» **Work instruction**
The answer must be every record below, reproduced exactly.

(Extracted records)

━━━━━━━━━━━━━━━━━━━━━━━━━━━━━━

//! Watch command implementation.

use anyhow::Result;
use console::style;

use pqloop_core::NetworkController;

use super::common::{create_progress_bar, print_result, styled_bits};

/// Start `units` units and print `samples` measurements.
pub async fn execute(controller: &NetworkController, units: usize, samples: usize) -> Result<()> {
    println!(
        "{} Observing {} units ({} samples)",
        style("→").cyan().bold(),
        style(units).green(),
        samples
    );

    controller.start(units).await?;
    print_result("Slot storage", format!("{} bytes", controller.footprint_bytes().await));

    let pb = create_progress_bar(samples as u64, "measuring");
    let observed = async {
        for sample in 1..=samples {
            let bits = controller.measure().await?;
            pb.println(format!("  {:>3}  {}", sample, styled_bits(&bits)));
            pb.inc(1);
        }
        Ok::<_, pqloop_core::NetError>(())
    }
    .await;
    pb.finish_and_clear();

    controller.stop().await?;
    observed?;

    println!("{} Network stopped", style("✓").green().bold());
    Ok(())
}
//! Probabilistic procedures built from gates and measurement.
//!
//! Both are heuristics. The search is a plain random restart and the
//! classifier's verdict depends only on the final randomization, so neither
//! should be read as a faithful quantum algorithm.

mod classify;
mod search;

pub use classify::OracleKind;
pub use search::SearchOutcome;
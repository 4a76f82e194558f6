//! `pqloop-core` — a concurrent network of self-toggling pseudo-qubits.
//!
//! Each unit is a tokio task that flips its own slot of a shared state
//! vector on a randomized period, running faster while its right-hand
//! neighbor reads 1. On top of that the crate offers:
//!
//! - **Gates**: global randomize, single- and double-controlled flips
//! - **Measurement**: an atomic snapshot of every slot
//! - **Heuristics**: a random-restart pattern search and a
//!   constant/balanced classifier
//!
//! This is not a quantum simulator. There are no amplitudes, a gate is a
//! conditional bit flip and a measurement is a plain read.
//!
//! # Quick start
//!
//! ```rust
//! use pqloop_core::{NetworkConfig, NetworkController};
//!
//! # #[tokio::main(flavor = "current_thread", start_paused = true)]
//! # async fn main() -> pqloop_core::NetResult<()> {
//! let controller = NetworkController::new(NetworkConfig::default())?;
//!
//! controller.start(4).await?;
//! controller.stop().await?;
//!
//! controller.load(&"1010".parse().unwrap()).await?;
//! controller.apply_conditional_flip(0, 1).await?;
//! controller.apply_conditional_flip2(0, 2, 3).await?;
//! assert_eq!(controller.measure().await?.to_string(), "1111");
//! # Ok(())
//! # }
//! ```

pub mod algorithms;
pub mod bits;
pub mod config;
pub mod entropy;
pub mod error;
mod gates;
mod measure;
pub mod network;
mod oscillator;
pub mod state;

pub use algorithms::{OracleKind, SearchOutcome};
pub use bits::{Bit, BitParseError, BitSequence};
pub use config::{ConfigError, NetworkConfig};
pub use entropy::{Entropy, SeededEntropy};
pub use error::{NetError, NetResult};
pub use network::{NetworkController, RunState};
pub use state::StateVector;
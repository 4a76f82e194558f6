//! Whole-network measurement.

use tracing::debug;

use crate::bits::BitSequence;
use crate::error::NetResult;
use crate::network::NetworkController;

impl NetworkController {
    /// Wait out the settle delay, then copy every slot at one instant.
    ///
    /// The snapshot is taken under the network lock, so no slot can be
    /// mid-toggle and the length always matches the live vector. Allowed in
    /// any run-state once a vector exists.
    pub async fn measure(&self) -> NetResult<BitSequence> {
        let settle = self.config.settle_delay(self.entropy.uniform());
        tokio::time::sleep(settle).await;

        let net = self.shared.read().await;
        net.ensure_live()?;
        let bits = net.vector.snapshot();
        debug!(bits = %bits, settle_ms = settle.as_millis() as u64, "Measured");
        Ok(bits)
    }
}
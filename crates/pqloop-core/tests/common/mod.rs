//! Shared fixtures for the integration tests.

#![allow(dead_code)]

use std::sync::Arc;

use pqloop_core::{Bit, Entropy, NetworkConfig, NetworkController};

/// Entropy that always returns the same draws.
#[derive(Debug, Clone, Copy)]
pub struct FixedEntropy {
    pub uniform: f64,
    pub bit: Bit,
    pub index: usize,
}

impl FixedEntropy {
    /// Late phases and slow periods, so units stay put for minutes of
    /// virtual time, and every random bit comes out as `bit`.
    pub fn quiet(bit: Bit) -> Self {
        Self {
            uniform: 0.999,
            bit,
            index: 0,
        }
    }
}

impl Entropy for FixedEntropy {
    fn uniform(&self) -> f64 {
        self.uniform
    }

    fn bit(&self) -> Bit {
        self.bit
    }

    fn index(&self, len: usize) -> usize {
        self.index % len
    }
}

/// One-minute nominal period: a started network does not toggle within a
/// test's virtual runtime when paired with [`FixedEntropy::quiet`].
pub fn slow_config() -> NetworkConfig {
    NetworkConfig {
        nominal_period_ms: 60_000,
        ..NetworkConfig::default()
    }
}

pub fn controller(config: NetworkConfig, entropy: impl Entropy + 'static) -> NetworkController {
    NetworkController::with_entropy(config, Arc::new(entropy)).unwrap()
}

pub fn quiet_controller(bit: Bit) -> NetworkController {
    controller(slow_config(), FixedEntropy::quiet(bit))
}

━━━━━━━━━━━━━━━━━━━━━━━━━━━━━━

» **Response area**
//! Watch command implementation.

use anyhow::Result;
use console::style;

use pqloop_core::NetworkController;

use super::common::{create_progress_bar, print_result, styled_bits};

/// Start `units` units and print `samples` measurements.
pub async fn execute(controller: &NetworkController, units: usize, samples: usize) -> Result<()> {
    println!(
        "{} Observing {} units ({} samples)",
        style("→").cyan().bold(),
        style(units).green(),
        samples
    );

    controller.start(units).await?;
    print_result("Slot storage", format!("{} bytes", controller.footprint_bytes().await));

    let pb = create_progress_bar(samples as u64, "measuring");
    let observed = async {
        for sample in 1..=samples {
            let bits = controller.measure().await?;
            pb.println(format!("  {:>3}  {}", sample, styled_bits(&bits)));
            pb.inc(1);
        }
        Ok::<_, pqloop_core::NetError>(())
    }
    .await;
    pb.finish_and_clear();

    controller.stop().await?;
    observed?;

    println!("{} Network stopped", style("✓").green().bold());
    Ok(())
}
//! Probabilistic procedures built from gates and measurement.
//!
//! Both are heuristics. The search is a plain random restart and the
//! classifier's verdict depends only on the final randomization, so neither
//! should be read as a faithful quantum algorithm.

mod classify;
mod search;

pub use classify::OracleKind;
pub use search::SearchOutcome;
repository 4a76f82e194558f6
//! `pqloop-core` — a concurrent network of self-toggling pseudo-qubits.
//!
//! Each unit is a tokio task that flips its own slot of a shared state
//! vector on a randomized period, running faster while its right-hand
//! neighbor reads 1. On top of that the crate offers:
//!
//! - **Gates**: global randomize, single- and double-controlled flips
//! - **Measurement**: an atomic snapshot of every slot
//! - **Heuristics**: a random-restart pattern search and a
//!   constant/balanced classifier
//!
//! This is not a quantum simulator. There are no amplitudes, a gate is a
//! conditional bit flip and a measurement is a plain read.
//!
//! # Quick start
//!
//! ```rust
//! use pqloop_core::{NetworkConfig, NetworkController};
//!
//! # #[tokio::main(flavor = "current_thread", start_paused = true)]
//! # async fn main() -> pqloop_core::NetResult<()> {
//! let controller = NetworkController::new(NetworkConfig::default())?;
//!
//! controller.start(4).await?;
//! controller.stop().await?;
//!
//! controller.load(&"1010".parse().unwrap()).await?;
//! controller.apply_conditional_flip(0, 1).await?;
//! controller.apply_conditional_flip2(0, 2, 3).await?;
//! assert_eq!(controller.measure().await?.to_string(), "1111");
//! # Ok(())
//! # }
//! ```

pub mod algorithms;
pub mod bits;
pub mod config;
pub mod entropy;
pub mod error;
mod gates;
mod measure;
pub mod network;
mod oscillator;
pub mod state;

pub use algorithms::{OracleKind, SearchOutcome};
pub use bits::{Bit, BitParseError, BitSequence};
pub use config::{ConfigError, NetworkConfig};
pub use entropy::{Entropy, SeededEntropy};
pub use error::{NetError, NetResult};
pub use network::{NetworkController, RunState};
pub use state::StateVector;
repository 4a76f82e194558f6
//! Whole-network measurement.

use tracing::debug;

use crate::bits::BitSequence;
use crate::error::NetResult;
use crate::network::NetworkController;

impl NetworkController {
    /// Wait out the settle delay, then copy every slot at one instant.
    ///
    /// The snapshot is taken under the network lock, so no slot can be
    /// mid-toggle and the length always matches the live vector. Allowed in
    /// any run-state once a vector exists.
    pub async fn measure(&self) -> NetResult<BitSequence> {
        let settle = self.config.settle_delay(self.entropy.uniform());
        tokio::time::sleep(settle).await;

        let net = self.shared.read().await;
        net.ensure_live()?;
        let bits = net.vector.snapshot();
        debug!(bits = %bits, settle_ms = settle.as_millis() as u64, "Measured");
        Ok(bits)
    }
}
filename crates/pqloop-core/tests/common/mod.rs
//! Shared fixtures for the integration tests.

#![allow(dead_code)]

use std::sync::Arc;

use pqloop_core::{Bit, Entropy, NetworkConfig, NetworkController};

/// Entropy that always returns the same draws.
#[derive(Debug, Clone, Copy)]
pub struct FixedEntropy {
    pub uniform: f64,
    pub bit: Bit,
    pub index: usize,
}

impl FixedEntropy {
    /// Late phases and slow periods, so units stay put for minutes of
    /// virtual time, and every random bit comes out as `bit`.
    pub fn quiet(bit: Bit) -> Self {
        Self {
            uniform: 0.999,
            bit,
            index: 0,
        }
    }
}

impl Entropy for FixedEntropy {
    fn uniform(&self) -> f64 {
        self.uniform
    }

    fn bit(&self) -> Bit {
        self.bit
    }

    fn index(&self, len: usize) -> usize {
        self.index % len
    }
}

/// One-minute nominal period: a started network does not toggle within a
/// test's virtual runtime when paired with [`FixedEntropy::quiet`].
pub fn slow_config() -> NetworkConfig {
    NetworkConfig {
        nominal_period_ms: 60_000,
        ..NetworkConfig::default()
    }
}

pub fn controller(config: NetworkConfig, entropy: impl Entropy + 'static) -> NetworkController {
    NetworkController::with_entropy(config, Arc::new(entropy)).unwrap()
}

pub fn quiet_controller(bit: Bit) -> NetworkController {
    controller(slow_config(), FixedEntropy::quiet(bit))
}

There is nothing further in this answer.